(比較的)都会に住んでいても、地方で暮らしていた頃の発想や感覚が自分からはなかなか抜けきらない。それどころか、いつもこんなふうに考えてしまうのだ――「自分が今でも地方に暮らしているとして(まあ、東京に比べれば、現在の住まいも十分に「地方」なので、これは決してたんなる仮定ではない)、(都会ならばいくらでも聴けるような)特別な演奏会などはめったになく、気軽に都会に聴きに行けるような時間も金銭的余裕もないとすれば、その地域の限られた音楽資源をどう有効に活用して音楽生活を充実させられるだろうか?」と(なお、昨日話題にしたことは、まさにその一つの例だ)。
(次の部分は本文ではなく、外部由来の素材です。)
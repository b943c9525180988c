use glam::{Mat4, Vec3, Vec4Swizzles};

/// Elevation limits. The lower one stops the orbit just below the horizon.
const MIN_PITCH: f32 = -0.22;
const MAX_PITCH: f32 = 1.5;
const MIN_DISTANCE: f32 = 3.0;
const MAX_DISTANCE: f32 = 30.0;

/// Orbit camera around the assembly, in spherical coordinates about `target`
pub struct ArcBallCamera {
    /// Azimuth around +Y, zero looking down -Z
    pub yaw: f32,
    /// Elevation above the XZ plane
    pub pitch: f32,
    pub distance: f32,
    pub target: Vec3,
    /// Vertical field of view (radians)
    pub fov: f32,
}

impl ArcBallCamera {
    /// Three-quarter view from (5, 2, 5)
    pub fn new() -> Self {
        Self::looking_from(Vec3::new(5.0, 2.0, 5.0), 50.0_f32.to_radians())
    }

    /// Camera at `eye` looking at the origin
    pub fn looking_from(eye: Vec3, fov: f32) -> Self {
        let distance = eye.length();
        Self {
            yaw: eye.x.atan2(eye.z),
            pitch: (eye.y / distance).asin(),
            distance,
            target: Vec3::ZERO,
            fov,
        }
    }

    /// Orbit by a drag delta in degrees
    pub fn rotate(&mut self, dx: f32, dy: f32) {
        self.yaw -= dx.to_radians();
        self.pitch = (self.pitch + dy.to_radians()).clamp(MIN_PITCH, MAX_PITCH);
    }

    pub fn zoom(&mut self, delta: f32) {
        self.distance = (self.distance * (1.0 - delta)).clamp(MIN_DISTANCE, MAX_DISTANCE);
    }

    /// Slide the target in the view plane
    pub fn pan(&mut self, dx: f32, dy: f32) {
        let (right, up) = self.screen_axes();
        self.target += up * dy - right * dx;
    }

    fn offset(&self) -> Vec3 {
        let (sin_yaw, cos_yaw) = self.yaw.sin_cos();
        let (sin_pitch, cos_pitch) = self.pitch.sin_cos();
        Vec3::new(cos_pitch * sin_yaw, sin_pitch, cos_pitch * cos_yaw) * self.distance
    }

    pub fn eye_position(&self) -> Vec3 {
        self.target + self.offset()
    }

    /// World-space right and up directions of the image plane
    fn screen_axes(&self) -> (Vec3, Vec3) {
        let forward = -self.offset().normalize_or_zero();
        let right = forward.cross(Vec3::Y).normalize_or_zero();
        (right, right.cross(forward).normalize_or_zero())
    }

    pub fn view_projection(&self, aspect: f32) -> Mat4 {
        let projection = Mat4::perspective_rh_gl(self.fov, aspect, 0.1, 200.0);
        projection * Mat4::look_at_rh(self.eye_position(), self.target, Vec3::Y)
    }

    /// Screen position of a world point, `None` behind the camera
    pub fn project(&self, point: Vec3, rect: egui::Rect) -> Option<egui::Pos2> {
        let clip = self.view_projection(rect.aspect_ratio()) * point.extend(1.0);
        if clip.w <= 0.0 {
            return None;
        }
        let ndc = clip.xy() / clip.w;
        Some(egui::pos2(
            rect.center().x + ndc.x * rect.width() * 0.5,
            rect.center().y - ndc.y * rect.height() * 0.5,
        ))
    }
}

#[cfg(test)]
mod tests {
    use super::*;

    #[test]
    fn test_default_eye_matches_three_quarter_view() {
        let eye = ArcBallCamera::new().eye_position();
        assert!((eye - Vec3::new(5.0, 2.0, 5.0)).length() < 1e-4);
    }

    #[test]
    fn test_pitch_is_clamped() {
        let mut camera = ArcBallCamera::new();
        camera.rotate(0.0, -500.0);
        assert_eq!(camera.pitch, MIN_PITCH);
        camera.rotate(0.0, 500.0);
        assert_eq!(camera.pitch, MAX_PITCH);
    }

    #[test]
    fn test_target_projects_to_center() {
        let camera = ArcBallCamera::new();
        let rect = egui::Rect::from_min_size(egui::pos2(0.0, 0.0), egui::vec2(800.0, 600.0));
        let p = camera.project(Vec3::ZERO, rect).unwrap();
        assert!((p - rect.center()).length() < 1e-3);
    }

    #[test]
    fn test_point_behind_camera_is_not_projected() {
        let camera = ArcBallCamera::new();
        let rect = egui::Rect::from_min_size(egui::pos2(0.0, 0.0), egui::vec2(800.0, 600.0));
        assert!(camera.project(Vec3::new(20.0, 8.0, 20.0), rect).is_none());
    }
}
こうした感覚は都会にしか住んだことがなく、かつ、容易に種々のイヴェントや情報にアクセスできてきた人(言い換えれば、大きな文化資本の所有者)にはなかなかピンとこないかもしれない。だが、文化の「地域格差」という問題が実際にあるのは間違いなく(たとえば、次のものを参照:https://gendai.ismedia.jp/articles/-/55353?imp=0)、この点を完全に度外視して音楽文化、音楽生活を考え、論じることは少なくとも私にはできない(もちろん、これは私個人の感覚であって、一般化するつもりはない)。
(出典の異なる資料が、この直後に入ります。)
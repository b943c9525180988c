//! Entrance animation of assembly parts.
//!
//! Visibility itself is never stored here: it is recomputed from the current
//! step on every frame (see [`crate::parts`]). The animator only remembers when
//! a part last crossed its threshold upwards, so the entrance tween can be
//! sampled from that instant.

use std::collections::HashMap;

use glam::Vec3;
use shared::{AssemblyRevision, PartId};

use crate::parts::{self, EdgeKind, PartEdge, PartSpec};

/// Easing curves used by the part tweens
#[derive(Debug, Clone, Copy, PartialEq)]
pub enum Ease {
    Linear,
    /// Quadratic ease-out
    Power1Out,
    /// Quadratic ease-in-out
    Power2InOut,
    /// Cubic ease-out
    Power3Out,
    ExpoOut,
    /// Ease-out with overshoot of the given strength
    BackOut(f32),
}

impl Ease {
    /// Map linear progress `t` in `[0, 1]` to eased progress.
    /// `BackOut` overshoots 1.0 before settling.
    pub fn apply(self, t: f32) -> f32 {
        let t = t.clamp(0.0, 1.0);
        match self {
            Ease::Linear => t,
            Ease::Power1Out => 1.0 - (1.0 - t).powi(2),
            Ease::Power2InOut => {
                if t < 0.5 {
                    2.0 * t * t
                } else {
                    1.0 - (-2.0 * t + 2.0).powi(2) / 2.0
                }
            }
            Ease::Power3Out => 1.0 - (1.0 - t).powi(3),
            Ease::ExpoOut => {
                if t >= 1.0 {
                    1.0
                } else {
                    1.0 - 2.0_f32.powf(-10.0 * t)
                }
            }
            Ease::BackOut(overshoot) => {
                let c3 = overshoot + 1.0;
                let u = t - 1.0;
                1.0 + c3 * u.powi(3) + overshoot * u.powi(2)
            }
        }
    }
}

/// Timing of one animated channel (seconds)
#[derive(Debug, Clone, Copy, PartialEq)]
pub struct Tween {
    pub duration: f32,
    pub delay: f32,
    pub ease: Ease,
}

impl Tween {
    pub fn new(duration: f32, ease: Ease) -> Self {
        Self {
            duration,
            delay: 0.0,
            ease,
        }
    }

    pub fn delayed(mut self, delay: f32) -> Self {
        self.delay = delay;
        self
    }

    /// Eased progress after `elapsed` seconds
    pub fn progress(&self, elapsed: f32) -> f32 {
        if self.duration <= 0.0 {
            return if elapsed >= self.delay { 1.0 } else { 0.0 };
        }
        self.ease.apply((elapsed - self.delay) / self.duration)
    }

    /// Time at which the channel settles
    pub fn end(&self) -> f32 {
        self.delay + self.duration.max(0.0)
    }
}

/// Placement of a part relative to the assembly origin
#[derive(Debug, Clone, Copy, PartialEq)]
pub struct Pose {
    pub position: Vec3,
    /// Rotation about the X axis (radians)
    pub rotation_x: f32,
    pub scale: Vec3,
    /// Multiplied into the material opacity
    pub opacity: f32,
}

impl Default for Pose {
    fn default() -> Self {
        Self {
            position: Vec3::ZERO,
            rotation_x: 0.0,
            scale: Vec3::ONE,
            opacity: 1.0,
        }
    }
}

impl Pose {
    pub fn at(x: f32, y: f32, z: f32) -> Self {
        Self {
            position: Vec3::new(x, y, z),
            ..Self::default()
        }
    }

    pub fn with_opacity(mut self, opacity: f32) -> Self {
        self.opacity = opacity;
        self
    }

    pub fn with_scale(mut self, scale: Vec3) -> Self {
        self.scale = scale;
        self
    }

    pub fn with_rotation_x(mut self, rotation_x: f32) -> Self {
        self.rotation_x = rotation_x;
        self
    }
}

/// Motion played when a part becomes visible.
///
/// Channels without a tween jump straight to the rest value.
#[derive(Debug, Clone, Copy, PartialEq)]
pub struct Entrance {
    /// Start pose, if it differs from the part's hidden pose
    pub from: Option<Pose>,
    pub rest: Pose,
    pub position: Tween,
    pub rotation: Option<Tween>,
    pub scale: Option<Tween>,
    pub opacity: Option<Tween>,
}

impl Entrance {
    /// No motion: the part simply sits at `rest`
    pub fn instant(rest: Pose) -> Self {
        Self {
            from: None,
            rest,
            position: Tween::new(0.0, Ease::Linear),
            rotation: None,
            scale: None,
            opacity: None,
        }
    }

    pub fn moving_to(rest: Pose, position: Tween) -> Self {
        Self {
            position,
            ..Self::instant(rest)
        }
    }

    pub fn starting_from(mut self, from: Pose) -> Self {
        self.from = Some(from);
        self
    }

    pub fn rotating(mut self, tween: Tween) -> Self {
        self.rotation = Some(tween);
        self
    }

    pub fn scaling(mut self, tween: Tween) -> Self {
        self.scale = Some(tween);
        self
    }

    pub fn fading(mut self, tween: Tween) -> Self {
        self.opacity = Some(tween);
        self
    }

    /// Pose `elapsed` seconds after the part appeared
    pub fn sample(&self, hidden: &Pose, elapsed: f32) -> Pose {
        let from = self.from.unwrap_or(*hidden);
        let channel = |tween: Option<Tween>| tween.map_or(1.0, |t| t.progress(elapsed));
        let p = self.position.progress(elapsed);
        let r = channel(self.rotation);
        let s = channel(self.scale);
        let o = channel(self.opacity);
        Pose {
            position: from.position.lerp(self.rest.position, p),
            rotation_x: from.rotation_x + (self.rest.rotation_x - from.rotation_x) * r,
            scale: from.scale.lerp(self.rest.scale, s),
            opacity: from.opacity + (self.rest.opacity - from.opacity) * o,
        }
    }

    /// Time after which every channel has settled
    pub fn duration(&self) -> f32 {
        [self.rotation, self.scale, self.opacity]
            .into_iter()
            .flatten()
            .map(|t| t.end())
            .fold(self.position.end(), f32::max)
    }
}

/// Edge-triggered driver of part entrance motion.
///
/// Call [`AssemblyAnimator::observe`] once per frame with the current step; it
/// diffs against the previously observed step and restarts the entrance of
/// every part that crossed its threshold upwards. Parts that crossed downwards
/// are dropped so their next entrance starts from the hidden pose again.
#[derive(Debug, Default)]
pub struct AssemblyAnimator {
    seen: Option<(AssemblyRevision, usize)>,
    started: HashMap<PartId, f64>,
}

impl AssemblyAnimator {
    pub fn new() -> Self {
        Self::default()
    }

    pub fn observe(&mut self, revision: AssemblyRevision, ordinal: usize, now: f64) -> Vec<PartEdge> {
        let edges = match self.seen {
            Some((seen_revision, prev)) if seen_revision == revision => {
                parts::threshold_edges(revision, prev, ordinal)
            }
            Some(_) => {
                // Different part set: show the new one at rest
                self.started.clear();
                Vec::new()
            }
            None => Vec::new(),
        };

        for edge in &edges {
            match edge.kind {
                EdgeKind::Appeared => {
                    self.started.insert(edge.part, now);
                }
                EdgeKind::Disappeared => {
                    self.started.remove(&edge.part);
                }
            }
        }
        if !edges.is_empty() {
            tracing::debug!("Part edges at t={now:.2}: {edges:?}");
        }

        self.seen = Some((revision, ordinal));
        edges
    }

    /// Current pose of `part`
    pub fn pose(&self, part: &PartSpec, visible: bool, now: f64) -> Pose {
        if !visible {
            return part.hidden;
        }
        match self.started.get(&part.id) {
            Some(start) => part.entrance.sample(&part.hidden, (now - start) as f32),
            None => part.entrance.rest,
        }
    }

    /// Whether any visible part is still moving
    pub fn is_animating(&self, catalog: &[PartSpec], now: f64) -> bool {
        catalog.iter().any(|part| {
            self.started
                .get(&part.id)
                .is_some_and(|start| ((now - start) as f32) < part.entrance.duration())
        })
    }
}

#[cfg(test)]
mod tests {
    use super::*;

    const EPS: f32 = 1e-4;

    #[test]
    fn test_eases_hit_endpoints() {
        for ease in [
            Ease::Linear,
            Ease::Power1Out,
            Ease::Power2InOut,
            Ease::Power3Out,
            Ease::ExpoOut,
            Ease::BackOut(1.7),
        ] {
            assert!(ease.apply(0.0).abs() < EPS, "{ease:?} at 0");
            assert!((ease.apply(1.0) - 1.0).abs() < EPS, "{ease:?} at 1");
        }
    }

    #[test]
    fn test_back_out_overshoots() {
        let peak = (1..100)
            .map(|i| Ease::BackOut(1.7).apply(i as f32 / 100.0))
            .fold(0.0, f32::max);
        assert!(peak > 1.0);
    }

    #[test]
    fn test_tween_delay() {
        let tween = Tween::new(1.0, Ease::Linear).delayed(0.2);
        assert_eq!(tween.progress(0.1), 0.0);
        assert!((tween.progress(0.7) - 0.5).abs() < EPS);
        assert_eq!(tween.progress(5.0), 1.0);
        assert!((tween.end() - 1.2).abs() < EPS);
    }

    #[test]
    fn test_entrance_sample_endpoints() {
        let hidden = Pose::at(0.0, 10.0, 0.0).with_opacity(0.0);
        let entrance = Entrance::moving_to(Pose::at(0.0, 0.0, 0.2), Tween::new(1.5, Ease::Power3Out))
            .fading(Tween::new(1.0, Ease::Linear));

        let start = entrance.sample(&hidden, 0.0);
        assert_eq!(start.position, hidden.position);
        assert_eq!(start.opacity, 0.0);

        let end = entrance.sample(&hidden, entrance.duration());
        assert!((end.position - entrance.rest.position).length() < EPS);
        assert!((end.opacity - 1.0).abs() < EPS);
    }

    #[test]
    fn test_untweened_channels_jump_to_rest() {
        let hidden = Pose::at(5.0, 0.0, 0.0).with_scale(Vec3::ZERO);
        let entrance = Entrance::moving_to(Pose::default(), Tween::new(2.0, Ease::Linear));
        let mid = entrance.sample(&hidden, 1.0);
        assert_eq!(mid.scale, Vec3::ONE);
        assert!((mid.position.x - 2.5).abs() < EPS);
    }

    #[test]
    fn test_explicit_start_pose_overrides_hidden() {
        let hidden = Pose::at(0.0, -10.0, 0.0);
        let entrance = Entrance::moving_to(Pose::at(0.0, -2.5, 0.2), Tween::new(1.0, Ease::Linear))
            .starting_from(hidden.with_rotation_x(std::f32::consts::PI))
            .rotating(Tween::new(1.0, Ease::Linear));
        let start = entrance.sample(&hidden, 0.0);
        assert!((start.rotation_x - std::f32::consts::PI).abs() < EPS);
        assert!(entrance.sample(&hidden, 1.0).rotation_x.abs() < EPS);
    }
}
しかし、こうしたことは「考え」ているだけではダメで、やはり何かしら自分なりに「動いて」みなければいけないとの思いをこのところますます強めている(コロナであまり動けないことの反動か?)。まあ、「動く」といっても、大したことではなく、自分の身近なところで人との関わりの中で音楽生活を少しでも充実させたい、ということにすぎない。さて、今の自分に何ができるだろうか。